What this task involves: Return, from the listing that follows, each line containing the word "ExactSizeIterator".

________________

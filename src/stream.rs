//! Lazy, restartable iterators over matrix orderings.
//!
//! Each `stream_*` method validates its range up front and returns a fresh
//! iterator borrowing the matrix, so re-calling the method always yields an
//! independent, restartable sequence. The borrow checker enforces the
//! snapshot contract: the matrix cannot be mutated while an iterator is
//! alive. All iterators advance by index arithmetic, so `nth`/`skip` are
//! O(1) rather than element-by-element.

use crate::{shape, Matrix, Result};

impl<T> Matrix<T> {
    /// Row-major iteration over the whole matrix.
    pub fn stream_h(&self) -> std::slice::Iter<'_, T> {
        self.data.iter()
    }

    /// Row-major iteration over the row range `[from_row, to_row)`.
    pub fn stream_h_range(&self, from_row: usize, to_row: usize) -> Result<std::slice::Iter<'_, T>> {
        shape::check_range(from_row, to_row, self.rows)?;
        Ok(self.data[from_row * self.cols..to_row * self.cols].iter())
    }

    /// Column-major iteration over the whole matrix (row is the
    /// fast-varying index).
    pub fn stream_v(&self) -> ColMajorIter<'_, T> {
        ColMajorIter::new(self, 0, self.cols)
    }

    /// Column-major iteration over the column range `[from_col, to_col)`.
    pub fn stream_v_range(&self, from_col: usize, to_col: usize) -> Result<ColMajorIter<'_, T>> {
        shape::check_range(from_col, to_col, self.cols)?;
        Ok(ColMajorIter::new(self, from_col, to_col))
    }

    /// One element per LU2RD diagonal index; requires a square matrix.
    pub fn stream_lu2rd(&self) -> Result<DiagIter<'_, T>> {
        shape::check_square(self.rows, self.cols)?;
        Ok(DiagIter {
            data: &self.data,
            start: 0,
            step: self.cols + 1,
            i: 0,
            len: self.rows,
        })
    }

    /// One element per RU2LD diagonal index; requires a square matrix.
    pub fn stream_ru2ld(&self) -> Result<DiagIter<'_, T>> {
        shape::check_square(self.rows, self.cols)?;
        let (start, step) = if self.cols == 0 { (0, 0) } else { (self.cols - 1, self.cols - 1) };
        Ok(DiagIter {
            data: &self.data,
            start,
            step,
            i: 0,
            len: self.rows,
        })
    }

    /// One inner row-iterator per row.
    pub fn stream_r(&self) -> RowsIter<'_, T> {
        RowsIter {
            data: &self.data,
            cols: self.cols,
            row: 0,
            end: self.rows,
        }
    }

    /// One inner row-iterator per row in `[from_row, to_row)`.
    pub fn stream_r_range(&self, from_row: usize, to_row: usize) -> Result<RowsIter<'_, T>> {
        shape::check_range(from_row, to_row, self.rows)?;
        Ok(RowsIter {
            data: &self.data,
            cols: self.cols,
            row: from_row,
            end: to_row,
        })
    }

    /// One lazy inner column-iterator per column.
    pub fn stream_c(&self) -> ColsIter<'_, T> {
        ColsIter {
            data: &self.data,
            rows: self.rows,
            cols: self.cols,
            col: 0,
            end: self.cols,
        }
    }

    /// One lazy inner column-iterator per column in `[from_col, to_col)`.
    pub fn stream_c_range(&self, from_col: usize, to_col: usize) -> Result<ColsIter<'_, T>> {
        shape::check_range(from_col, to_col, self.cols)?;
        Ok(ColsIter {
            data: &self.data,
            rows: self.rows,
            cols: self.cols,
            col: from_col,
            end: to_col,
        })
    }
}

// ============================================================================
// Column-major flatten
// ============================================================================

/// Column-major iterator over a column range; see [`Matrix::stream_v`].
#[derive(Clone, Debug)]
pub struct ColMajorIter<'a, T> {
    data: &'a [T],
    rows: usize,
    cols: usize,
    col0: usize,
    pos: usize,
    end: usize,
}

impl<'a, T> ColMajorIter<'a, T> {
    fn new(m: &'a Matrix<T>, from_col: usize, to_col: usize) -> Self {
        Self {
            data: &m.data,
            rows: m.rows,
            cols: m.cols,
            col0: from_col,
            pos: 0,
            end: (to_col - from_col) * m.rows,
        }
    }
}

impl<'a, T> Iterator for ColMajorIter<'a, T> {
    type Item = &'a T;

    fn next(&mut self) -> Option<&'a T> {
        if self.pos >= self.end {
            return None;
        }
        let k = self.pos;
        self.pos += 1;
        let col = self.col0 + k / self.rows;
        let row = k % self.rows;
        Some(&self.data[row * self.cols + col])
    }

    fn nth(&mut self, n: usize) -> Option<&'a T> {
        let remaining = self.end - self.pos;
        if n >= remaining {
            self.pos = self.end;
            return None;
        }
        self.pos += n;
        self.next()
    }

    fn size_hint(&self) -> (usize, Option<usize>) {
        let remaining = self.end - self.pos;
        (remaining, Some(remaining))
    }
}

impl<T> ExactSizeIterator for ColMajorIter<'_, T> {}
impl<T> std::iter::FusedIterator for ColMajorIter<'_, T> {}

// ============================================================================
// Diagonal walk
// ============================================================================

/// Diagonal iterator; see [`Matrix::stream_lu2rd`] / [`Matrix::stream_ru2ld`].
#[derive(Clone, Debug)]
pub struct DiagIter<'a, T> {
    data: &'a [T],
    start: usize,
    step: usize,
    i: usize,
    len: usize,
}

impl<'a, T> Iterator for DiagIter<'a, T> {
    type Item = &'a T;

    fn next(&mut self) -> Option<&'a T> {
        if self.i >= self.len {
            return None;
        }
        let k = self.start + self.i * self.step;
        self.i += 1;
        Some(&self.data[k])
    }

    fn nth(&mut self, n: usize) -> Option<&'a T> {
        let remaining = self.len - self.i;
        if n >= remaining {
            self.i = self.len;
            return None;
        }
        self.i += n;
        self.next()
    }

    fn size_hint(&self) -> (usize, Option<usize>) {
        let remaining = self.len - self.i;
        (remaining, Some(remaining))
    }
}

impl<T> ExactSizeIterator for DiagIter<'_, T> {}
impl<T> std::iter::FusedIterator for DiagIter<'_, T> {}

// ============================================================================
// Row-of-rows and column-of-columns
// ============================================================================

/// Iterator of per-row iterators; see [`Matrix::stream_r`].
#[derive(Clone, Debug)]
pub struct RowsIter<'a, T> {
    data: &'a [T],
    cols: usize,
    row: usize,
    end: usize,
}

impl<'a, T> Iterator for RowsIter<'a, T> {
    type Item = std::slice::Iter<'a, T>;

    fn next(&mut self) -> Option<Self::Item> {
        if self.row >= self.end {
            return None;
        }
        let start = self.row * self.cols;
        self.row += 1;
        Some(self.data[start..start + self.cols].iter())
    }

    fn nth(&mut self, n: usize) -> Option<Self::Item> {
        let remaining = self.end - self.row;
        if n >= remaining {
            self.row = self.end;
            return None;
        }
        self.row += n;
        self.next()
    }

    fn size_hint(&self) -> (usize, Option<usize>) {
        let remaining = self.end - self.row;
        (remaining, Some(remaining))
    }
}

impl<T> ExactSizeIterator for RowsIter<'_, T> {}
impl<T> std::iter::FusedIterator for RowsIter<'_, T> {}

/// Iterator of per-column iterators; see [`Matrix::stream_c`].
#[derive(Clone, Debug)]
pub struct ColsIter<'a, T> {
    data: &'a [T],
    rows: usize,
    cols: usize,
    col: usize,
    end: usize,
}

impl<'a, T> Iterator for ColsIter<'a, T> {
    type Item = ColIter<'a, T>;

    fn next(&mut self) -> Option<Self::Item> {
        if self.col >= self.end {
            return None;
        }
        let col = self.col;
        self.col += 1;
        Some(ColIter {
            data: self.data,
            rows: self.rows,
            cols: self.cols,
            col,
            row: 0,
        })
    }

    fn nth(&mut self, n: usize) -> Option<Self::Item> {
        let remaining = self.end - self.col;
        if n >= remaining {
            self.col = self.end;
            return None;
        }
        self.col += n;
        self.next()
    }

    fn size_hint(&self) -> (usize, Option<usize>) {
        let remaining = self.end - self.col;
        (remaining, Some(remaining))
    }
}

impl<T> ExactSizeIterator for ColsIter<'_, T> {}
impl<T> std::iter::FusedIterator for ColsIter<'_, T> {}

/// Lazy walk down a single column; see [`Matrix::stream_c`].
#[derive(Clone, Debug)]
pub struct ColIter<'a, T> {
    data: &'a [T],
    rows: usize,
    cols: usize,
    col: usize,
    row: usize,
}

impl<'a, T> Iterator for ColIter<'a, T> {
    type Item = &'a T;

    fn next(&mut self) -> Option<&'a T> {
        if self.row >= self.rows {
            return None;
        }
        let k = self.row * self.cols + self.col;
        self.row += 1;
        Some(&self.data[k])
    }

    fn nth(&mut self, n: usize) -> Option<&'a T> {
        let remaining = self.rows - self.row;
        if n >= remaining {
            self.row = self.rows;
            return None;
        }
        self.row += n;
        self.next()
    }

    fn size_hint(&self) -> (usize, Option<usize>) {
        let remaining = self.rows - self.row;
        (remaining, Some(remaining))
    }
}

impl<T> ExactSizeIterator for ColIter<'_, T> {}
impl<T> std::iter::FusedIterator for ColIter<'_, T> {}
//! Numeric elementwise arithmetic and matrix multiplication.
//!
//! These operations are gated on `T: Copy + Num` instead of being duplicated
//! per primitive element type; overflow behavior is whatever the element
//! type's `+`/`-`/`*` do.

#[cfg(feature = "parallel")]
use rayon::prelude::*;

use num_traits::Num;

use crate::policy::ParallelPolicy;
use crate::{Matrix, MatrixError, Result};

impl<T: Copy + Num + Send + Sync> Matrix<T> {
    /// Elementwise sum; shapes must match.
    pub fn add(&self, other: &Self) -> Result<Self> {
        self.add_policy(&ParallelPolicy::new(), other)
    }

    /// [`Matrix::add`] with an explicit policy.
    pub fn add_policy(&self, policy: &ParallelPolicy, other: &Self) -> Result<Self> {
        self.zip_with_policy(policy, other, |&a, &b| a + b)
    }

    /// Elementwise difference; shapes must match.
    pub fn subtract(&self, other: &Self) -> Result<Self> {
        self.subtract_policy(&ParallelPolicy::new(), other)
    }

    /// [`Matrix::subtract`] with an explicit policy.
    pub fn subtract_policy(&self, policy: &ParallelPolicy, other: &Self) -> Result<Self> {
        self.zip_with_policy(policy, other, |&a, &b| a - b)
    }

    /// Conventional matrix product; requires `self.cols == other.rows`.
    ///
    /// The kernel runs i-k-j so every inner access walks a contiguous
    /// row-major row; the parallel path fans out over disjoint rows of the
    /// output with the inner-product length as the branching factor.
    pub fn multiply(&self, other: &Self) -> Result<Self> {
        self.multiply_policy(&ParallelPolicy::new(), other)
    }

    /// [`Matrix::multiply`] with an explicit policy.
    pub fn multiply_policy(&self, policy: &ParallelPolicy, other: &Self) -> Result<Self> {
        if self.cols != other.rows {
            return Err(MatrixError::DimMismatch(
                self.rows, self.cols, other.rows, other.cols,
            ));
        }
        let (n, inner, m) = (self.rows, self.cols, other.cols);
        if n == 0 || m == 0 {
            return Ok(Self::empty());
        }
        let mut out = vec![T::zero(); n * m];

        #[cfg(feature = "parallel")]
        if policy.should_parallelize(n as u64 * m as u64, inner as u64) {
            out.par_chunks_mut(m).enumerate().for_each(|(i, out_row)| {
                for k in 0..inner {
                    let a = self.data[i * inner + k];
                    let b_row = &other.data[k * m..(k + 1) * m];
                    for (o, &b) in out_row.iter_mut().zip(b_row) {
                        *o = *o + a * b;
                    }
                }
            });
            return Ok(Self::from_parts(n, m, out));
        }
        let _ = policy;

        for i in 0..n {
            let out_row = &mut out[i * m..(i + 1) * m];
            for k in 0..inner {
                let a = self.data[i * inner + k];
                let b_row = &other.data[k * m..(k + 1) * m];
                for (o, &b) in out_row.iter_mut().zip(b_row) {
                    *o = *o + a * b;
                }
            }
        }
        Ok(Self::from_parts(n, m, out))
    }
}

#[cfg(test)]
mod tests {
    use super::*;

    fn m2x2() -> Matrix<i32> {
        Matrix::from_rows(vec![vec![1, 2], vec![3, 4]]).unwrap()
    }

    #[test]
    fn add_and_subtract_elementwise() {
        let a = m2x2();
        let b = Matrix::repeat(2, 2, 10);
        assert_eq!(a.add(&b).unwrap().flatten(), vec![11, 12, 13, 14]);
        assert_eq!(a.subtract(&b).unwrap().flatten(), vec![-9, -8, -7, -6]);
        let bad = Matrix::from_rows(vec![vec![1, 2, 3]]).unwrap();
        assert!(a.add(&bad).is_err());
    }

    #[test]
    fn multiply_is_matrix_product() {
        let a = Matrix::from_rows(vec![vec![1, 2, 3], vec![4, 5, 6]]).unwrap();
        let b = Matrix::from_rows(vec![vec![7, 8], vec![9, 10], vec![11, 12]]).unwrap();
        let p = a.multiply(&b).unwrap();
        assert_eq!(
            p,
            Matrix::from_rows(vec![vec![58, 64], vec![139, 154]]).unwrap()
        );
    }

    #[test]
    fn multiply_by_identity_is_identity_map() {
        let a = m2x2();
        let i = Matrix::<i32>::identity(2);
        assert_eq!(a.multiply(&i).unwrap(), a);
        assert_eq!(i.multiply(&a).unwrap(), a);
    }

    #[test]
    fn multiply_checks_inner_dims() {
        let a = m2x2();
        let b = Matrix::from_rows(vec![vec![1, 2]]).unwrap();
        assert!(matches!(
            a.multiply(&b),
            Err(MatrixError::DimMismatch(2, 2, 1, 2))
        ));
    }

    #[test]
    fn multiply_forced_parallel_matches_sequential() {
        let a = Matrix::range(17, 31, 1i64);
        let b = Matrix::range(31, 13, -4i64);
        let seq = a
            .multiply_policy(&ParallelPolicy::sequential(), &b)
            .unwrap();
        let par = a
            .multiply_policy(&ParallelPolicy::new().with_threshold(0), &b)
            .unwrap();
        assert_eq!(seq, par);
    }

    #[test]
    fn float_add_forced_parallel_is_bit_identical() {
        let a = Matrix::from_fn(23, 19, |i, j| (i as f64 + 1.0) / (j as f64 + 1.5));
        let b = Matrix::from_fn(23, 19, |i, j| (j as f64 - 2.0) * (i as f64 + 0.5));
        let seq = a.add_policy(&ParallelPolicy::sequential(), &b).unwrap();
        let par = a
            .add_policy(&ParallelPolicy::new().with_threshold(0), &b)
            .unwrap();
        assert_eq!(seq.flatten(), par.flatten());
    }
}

________________

Answer section:
impl<T> ExactSizeIterator for ColMajorIter<'_, T> {}
impl<T> ExactSizeIterator for DiagIter<'_, T> {}
impl<T> ExactSizeIterator for RowsIter<'_, T> {}
impl<T> ExactSizeIterator for ColsIter<'_, T> {}
impl<T> ExactSizeIterator for ColIter<'_, T> {}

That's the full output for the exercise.